> What you should do: From the data below, copy exactly the lines that lie between the one holding "dropped and any" and the one holding "event handler signature)", including both, and nothing more.

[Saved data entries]
::::::::

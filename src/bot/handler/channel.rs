//! Channel event handlers.

use serenity::all::{Context, GuildChannel, Message};

use crate::{service::ticket::TicketService, state::AppState};

/// Handles the channel_delete event when a channel is deleted from the guild.
///
/// A deleted ticket channel takes its ticket with it: the record is dropped and any
/// pending deletion cancelled. Fires for deletions made by the bot as well, in which
/// case there is nothing left to drop.
///
/// # Arguments
/// - `state` - Application state holding the ticket store
/// - `_ctx` - Discord context (unused, required by event handler signature)
/// - `channel` - The deleted guild channel from Discord
/// - `_messages` - Messages that were in the channel if available (unused)
pub async fn handle_channel_delete(
    state: &AppState,
    _ctx: Context,
    channel: GuildChannel,
    _messages: Option<Vec<Message>>,
) {
    if channel.guild_id != state.guild_id {
        return;
    }

    TicketService::new(state).forget_channel(channel.id).await;
}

::::::::

> Answer below:
/// A deleted ticket channel takes its ticket with it: the record is dropped and any
/// pending deletion cancelled. Fires for deletions made by the bot as well, in which
/// case there is nothing left to drop.
///
/// # Arguments
/// - `state` - Application state holding the ticket store
/// - `_ctx` - Discord context (unused, required by event handler signature)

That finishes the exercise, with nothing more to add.